*** MATERIAL FOR THIS EXERCISE ***

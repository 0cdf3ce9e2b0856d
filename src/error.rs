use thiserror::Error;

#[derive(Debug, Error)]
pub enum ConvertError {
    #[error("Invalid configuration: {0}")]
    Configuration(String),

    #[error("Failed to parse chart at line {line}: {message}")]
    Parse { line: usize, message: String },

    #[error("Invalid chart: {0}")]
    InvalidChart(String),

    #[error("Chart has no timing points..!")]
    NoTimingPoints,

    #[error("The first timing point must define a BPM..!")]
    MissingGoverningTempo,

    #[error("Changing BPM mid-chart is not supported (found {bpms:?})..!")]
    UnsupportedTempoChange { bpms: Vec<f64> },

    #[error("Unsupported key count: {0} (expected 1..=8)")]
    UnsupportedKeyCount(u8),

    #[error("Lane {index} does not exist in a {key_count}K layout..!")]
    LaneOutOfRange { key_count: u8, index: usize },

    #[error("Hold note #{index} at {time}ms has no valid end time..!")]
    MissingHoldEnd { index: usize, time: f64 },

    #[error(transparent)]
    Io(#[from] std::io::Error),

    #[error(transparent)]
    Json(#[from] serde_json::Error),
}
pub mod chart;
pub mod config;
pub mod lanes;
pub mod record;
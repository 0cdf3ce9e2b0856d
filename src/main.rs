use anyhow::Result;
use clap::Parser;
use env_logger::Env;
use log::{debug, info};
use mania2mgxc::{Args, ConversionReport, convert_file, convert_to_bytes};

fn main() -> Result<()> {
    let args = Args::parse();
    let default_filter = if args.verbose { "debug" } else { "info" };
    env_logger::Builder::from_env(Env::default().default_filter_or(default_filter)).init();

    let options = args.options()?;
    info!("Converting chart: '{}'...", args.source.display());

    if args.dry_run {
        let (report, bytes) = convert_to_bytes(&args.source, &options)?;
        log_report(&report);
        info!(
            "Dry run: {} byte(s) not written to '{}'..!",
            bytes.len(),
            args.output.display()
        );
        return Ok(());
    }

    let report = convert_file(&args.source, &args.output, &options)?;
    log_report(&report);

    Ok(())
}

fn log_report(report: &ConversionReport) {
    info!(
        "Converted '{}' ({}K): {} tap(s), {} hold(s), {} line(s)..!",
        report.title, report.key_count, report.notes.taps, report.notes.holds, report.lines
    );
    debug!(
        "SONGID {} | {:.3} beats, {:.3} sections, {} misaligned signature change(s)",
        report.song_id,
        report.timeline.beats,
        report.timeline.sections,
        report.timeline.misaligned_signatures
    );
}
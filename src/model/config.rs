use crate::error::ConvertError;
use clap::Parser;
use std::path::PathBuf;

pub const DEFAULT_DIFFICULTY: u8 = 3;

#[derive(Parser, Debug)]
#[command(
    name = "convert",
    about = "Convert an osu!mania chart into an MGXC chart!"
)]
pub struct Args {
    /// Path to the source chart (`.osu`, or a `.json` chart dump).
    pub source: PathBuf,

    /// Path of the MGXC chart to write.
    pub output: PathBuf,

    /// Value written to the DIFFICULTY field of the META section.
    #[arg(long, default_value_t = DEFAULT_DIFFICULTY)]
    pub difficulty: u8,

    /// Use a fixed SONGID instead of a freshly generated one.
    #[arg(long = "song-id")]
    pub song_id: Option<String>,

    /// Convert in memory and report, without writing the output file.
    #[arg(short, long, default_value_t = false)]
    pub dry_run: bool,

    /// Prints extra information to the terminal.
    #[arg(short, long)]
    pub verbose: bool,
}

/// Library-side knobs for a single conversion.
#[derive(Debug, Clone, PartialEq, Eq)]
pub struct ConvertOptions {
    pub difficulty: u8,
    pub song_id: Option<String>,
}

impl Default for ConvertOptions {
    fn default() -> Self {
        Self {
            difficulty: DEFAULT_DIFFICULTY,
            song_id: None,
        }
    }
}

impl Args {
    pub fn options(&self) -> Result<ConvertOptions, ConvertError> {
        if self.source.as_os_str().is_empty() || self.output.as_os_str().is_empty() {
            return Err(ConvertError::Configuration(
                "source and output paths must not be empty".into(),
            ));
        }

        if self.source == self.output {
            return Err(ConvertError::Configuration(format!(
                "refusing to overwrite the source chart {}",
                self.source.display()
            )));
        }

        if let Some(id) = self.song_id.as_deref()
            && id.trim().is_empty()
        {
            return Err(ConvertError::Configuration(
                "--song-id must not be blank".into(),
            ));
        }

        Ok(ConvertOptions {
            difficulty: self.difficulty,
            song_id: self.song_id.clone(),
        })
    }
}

*** End of MATERIAL FOR THIS EXERCISE ***

_DIRECTIONS FOR THIS TASK_
Using the listing, filter for "struct" and return the matching lines.

_TASK RESPONSE_
pub struct Args {
pub struct ConvertOptions {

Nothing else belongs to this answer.